[Dataset excerpts]
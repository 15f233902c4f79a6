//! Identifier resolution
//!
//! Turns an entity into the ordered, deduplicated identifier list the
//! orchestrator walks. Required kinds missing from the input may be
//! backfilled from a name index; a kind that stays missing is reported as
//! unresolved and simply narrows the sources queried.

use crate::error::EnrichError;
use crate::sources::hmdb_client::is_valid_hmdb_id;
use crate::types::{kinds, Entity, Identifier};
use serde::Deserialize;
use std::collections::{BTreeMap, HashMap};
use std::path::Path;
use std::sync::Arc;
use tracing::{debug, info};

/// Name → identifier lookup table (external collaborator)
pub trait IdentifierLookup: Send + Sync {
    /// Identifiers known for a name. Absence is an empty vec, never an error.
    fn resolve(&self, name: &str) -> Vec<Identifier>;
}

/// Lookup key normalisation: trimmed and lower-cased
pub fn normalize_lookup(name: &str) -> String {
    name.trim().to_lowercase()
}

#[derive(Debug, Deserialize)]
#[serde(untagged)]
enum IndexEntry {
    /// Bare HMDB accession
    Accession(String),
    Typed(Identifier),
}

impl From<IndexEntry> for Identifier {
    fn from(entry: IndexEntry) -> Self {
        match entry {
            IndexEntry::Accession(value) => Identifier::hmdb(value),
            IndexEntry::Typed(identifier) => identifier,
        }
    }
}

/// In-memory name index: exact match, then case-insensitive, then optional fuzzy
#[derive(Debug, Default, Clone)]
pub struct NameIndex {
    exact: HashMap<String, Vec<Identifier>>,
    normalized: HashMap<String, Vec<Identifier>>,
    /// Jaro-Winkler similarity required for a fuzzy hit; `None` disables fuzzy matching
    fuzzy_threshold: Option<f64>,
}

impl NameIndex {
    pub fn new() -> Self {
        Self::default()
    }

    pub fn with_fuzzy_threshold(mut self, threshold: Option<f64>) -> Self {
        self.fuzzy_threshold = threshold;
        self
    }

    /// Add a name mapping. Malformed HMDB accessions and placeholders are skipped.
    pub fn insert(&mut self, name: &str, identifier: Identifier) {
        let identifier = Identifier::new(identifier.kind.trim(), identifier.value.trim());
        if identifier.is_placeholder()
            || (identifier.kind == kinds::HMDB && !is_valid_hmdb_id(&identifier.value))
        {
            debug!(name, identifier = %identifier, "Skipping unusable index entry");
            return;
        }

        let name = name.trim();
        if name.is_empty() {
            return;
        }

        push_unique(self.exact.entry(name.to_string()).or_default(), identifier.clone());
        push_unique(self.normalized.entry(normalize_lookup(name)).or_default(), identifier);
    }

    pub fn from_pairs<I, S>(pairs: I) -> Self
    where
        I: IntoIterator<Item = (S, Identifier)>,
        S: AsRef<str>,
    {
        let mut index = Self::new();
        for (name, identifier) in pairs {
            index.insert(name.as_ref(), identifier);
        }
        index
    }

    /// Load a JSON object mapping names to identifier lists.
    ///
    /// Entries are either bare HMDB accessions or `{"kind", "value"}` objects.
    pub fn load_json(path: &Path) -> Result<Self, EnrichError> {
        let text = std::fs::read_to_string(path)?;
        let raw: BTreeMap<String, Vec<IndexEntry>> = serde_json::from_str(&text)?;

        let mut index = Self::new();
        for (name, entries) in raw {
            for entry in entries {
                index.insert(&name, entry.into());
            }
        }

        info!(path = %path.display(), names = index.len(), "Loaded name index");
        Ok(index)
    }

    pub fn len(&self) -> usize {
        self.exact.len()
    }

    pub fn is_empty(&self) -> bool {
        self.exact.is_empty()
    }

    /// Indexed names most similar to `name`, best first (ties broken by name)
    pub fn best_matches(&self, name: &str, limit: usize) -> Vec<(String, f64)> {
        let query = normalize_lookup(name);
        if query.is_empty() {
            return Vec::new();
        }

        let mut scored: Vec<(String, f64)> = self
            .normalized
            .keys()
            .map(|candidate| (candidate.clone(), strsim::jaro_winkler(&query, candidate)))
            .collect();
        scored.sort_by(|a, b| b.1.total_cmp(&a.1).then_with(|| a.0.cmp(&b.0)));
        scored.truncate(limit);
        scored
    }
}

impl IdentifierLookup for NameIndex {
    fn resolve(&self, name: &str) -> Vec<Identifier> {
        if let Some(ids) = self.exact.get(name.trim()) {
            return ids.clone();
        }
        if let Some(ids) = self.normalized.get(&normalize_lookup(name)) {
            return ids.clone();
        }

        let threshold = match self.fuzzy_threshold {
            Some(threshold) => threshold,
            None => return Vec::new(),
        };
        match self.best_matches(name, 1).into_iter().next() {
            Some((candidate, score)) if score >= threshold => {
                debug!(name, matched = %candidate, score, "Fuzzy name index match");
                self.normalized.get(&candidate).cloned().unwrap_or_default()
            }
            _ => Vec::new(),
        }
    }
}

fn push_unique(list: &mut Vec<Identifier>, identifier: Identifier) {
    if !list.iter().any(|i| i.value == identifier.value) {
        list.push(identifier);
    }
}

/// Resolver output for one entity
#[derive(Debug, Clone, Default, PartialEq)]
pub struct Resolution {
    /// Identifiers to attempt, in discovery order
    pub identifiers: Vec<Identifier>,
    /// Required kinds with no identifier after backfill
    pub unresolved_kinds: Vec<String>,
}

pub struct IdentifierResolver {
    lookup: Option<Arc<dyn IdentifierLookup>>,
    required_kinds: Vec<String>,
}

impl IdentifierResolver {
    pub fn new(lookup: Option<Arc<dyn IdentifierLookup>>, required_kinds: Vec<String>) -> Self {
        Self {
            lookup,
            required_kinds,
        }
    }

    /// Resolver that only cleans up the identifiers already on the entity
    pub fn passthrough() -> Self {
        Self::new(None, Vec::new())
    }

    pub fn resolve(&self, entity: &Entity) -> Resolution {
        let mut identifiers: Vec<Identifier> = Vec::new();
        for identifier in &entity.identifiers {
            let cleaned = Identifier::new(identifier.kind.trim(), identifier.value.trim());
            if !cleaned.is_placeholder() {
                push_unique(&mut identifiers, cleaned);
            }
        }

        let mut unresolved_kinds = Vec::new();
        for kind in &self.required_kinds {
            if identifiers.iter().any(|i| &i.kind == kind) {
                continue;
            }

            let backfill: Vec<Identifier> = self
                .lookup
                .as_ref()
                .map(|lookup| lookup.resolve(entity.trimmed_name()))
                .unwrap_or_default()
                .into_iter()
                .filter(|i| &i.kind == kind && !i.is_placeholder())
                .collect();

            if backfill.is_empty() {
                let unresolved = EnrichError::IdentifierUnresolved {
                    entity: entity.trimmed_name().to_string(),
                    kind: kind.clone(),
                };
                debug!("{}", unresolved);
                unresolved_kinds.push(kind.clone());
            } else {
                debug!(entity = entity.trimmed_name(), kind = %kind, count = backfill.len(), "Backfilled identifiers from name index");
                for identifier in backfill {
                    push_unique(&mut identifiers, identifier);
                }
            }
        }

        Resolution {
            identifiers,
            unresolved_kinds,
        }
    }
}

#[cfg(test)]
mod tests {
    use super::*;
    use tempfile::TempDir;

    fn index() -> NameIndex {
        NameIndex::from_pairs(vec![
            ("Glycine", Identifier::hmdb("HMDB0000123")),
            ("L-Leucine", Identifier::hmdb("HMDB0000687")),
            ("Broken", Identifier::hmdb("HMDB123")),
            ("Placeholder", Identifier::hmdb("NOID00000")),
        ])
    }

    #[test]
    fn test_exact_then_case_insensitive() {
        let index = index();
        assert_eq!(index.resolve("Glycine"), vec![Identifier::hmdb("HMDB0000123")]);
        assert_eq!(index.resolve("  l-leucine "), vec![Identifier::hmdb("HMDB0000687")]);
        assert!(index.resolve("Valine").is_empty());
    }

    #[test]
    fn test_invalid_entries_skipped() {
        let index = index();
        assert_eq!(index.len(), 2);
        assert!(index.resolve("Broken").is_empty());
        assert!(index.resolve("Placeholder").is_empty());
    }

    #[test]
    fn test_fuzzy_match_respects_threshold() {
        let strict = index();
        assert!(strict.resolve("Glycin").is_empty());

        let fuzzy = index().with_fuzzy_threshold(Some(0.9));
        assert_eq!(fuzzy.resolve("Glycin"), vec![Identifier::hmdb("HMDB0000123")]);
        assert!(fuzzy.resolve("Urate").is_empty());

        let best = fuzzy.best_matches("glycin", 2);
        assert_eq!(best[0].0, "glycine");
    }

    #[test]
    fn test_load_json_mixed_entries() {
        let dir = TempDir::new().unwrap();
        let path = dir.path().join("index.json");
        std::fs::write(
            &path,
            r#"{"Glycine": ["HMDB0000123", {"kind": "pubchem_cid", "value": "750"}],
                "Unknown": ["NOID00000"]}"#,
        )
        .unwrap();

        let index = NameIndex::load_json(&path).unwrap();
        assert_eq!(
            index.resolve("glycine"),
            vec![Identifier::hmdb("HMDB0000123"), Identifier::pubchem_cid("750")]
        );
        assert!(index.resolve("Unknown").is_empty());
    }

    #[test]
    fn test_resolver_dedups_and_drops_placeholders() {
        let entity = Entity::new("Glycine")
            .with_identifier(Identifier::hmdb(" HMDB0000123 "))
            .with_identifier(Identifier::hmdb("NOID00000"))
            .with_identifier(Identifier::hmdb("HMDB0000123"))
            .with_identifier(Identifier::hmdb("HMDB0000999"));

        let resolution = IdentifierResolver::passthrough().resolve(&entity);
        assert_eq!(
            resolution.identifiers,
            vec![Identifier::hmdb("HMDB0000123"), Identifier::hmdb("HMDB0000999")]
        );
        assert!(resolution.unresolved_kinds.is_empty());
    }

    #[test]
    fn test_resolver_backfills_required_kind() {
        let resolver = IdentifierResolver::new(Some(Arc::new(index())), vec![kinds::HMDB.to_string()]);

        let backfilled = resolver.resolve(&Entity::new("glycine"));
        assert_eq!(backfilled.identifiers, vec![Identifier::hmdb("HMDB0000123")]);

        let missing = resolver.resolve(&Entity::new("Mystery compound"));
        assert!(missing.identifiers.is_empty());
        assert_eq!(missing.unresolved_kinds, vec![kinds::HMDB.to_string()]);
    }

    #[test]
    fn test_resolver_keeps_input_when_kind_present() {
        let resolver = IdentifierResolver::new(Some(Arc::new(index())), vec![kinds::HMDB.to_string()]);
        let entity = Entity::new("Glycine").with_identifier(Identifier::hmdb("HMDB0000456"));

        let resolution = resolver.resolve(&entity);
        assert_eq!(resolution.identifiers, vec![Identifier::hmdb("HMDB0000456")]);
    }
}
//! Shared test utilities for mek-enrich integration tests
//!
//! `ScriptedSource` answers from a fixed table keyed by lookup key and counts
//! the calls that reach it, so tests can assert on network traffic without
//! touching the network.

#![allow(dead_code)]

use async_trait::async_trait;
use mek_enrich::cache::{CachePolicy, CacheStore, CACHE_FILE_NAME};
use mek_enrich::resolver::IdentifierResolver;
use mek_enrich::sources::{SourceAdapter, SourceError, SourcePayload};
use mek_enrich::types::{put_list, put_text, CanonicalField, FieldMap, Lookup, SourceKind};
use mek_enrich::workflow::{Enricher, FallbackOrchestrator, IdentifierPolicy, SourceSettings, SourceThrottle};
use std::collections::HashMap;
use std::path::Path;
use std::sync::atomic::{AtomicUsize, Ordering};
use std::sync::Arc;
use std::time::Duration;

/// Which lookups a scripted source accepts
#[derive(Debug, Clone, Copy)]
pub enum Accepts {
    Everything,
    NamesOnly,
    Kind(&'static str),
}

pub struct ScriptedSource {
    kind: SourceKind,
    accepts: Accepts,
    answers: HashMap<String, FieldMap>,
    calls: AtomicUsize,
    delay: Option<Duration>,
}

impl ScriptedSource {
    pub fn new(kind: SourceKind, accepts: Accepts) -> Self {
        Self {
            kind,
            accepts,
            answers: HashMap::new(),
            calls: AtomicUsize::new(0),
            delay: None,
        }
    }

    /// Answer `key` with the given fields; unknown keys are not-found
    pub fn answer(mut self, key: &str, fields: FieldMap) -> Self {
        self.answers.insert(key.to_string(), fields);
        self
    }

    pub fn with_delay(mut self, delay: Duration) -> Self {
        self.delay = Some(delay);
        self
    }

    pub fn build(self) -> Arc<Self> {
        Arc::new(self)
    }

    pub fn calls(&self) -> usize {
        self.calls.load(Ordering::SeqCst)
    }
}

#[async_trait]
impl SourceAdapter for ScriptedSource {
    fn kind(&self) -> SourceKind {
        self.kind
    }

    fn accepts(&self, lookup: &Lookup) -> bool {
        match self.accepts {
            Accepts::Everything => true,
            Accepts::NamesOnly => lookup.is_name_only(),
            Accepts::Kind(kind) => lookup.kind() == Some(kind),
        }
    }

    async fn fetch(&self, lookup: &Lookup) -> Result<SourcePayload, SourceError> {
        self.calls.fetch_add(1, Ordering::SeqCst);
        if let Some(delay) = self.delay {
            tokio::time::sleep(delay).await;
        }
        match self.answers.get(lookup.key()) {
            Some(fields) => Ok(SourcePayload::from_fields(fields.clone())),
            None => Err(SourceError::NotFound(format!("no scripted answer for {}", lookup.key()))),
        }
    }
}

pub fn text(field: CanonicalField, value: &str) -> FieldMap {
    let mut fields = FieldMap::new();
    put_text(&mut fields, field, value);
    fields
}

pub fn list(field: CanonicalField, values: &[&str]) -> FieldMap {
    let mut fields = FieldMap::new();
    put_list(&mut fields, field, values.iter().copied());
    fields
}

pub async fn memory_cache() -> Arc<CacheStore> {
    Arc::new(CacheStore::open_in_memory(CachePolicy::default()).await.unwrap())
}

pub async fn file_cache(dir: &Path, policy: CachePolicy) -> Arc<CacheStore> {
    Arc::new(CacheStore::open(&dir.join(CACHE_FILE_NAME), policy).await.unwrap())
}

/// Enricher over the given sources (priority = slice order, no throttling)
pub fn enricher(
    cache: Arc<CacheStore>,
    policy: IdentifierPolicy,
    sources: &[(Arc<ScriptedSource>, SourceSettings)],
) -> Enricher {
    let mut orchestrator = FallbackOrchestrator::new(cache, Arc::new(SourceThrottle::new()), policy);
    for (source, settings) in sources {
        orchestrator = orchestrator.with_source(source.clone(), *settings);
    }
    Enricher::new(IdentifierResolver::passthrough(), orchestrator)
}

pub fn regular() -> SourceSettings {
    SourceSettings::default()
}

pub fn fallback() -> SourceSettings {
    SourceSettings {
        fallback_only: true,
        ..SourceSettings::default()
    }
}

**AIM OF THE TASK:** Filter the records for lines containing the word "Ordering" and copy each one.

**REPLY TO THE TASK:**
use std::sync::atomic::{AtomicUsize, Ordering};
        self.calls.load(Ordering::SeqCst)
        self.calls.fetch_add(1, Ordering::SeqCst);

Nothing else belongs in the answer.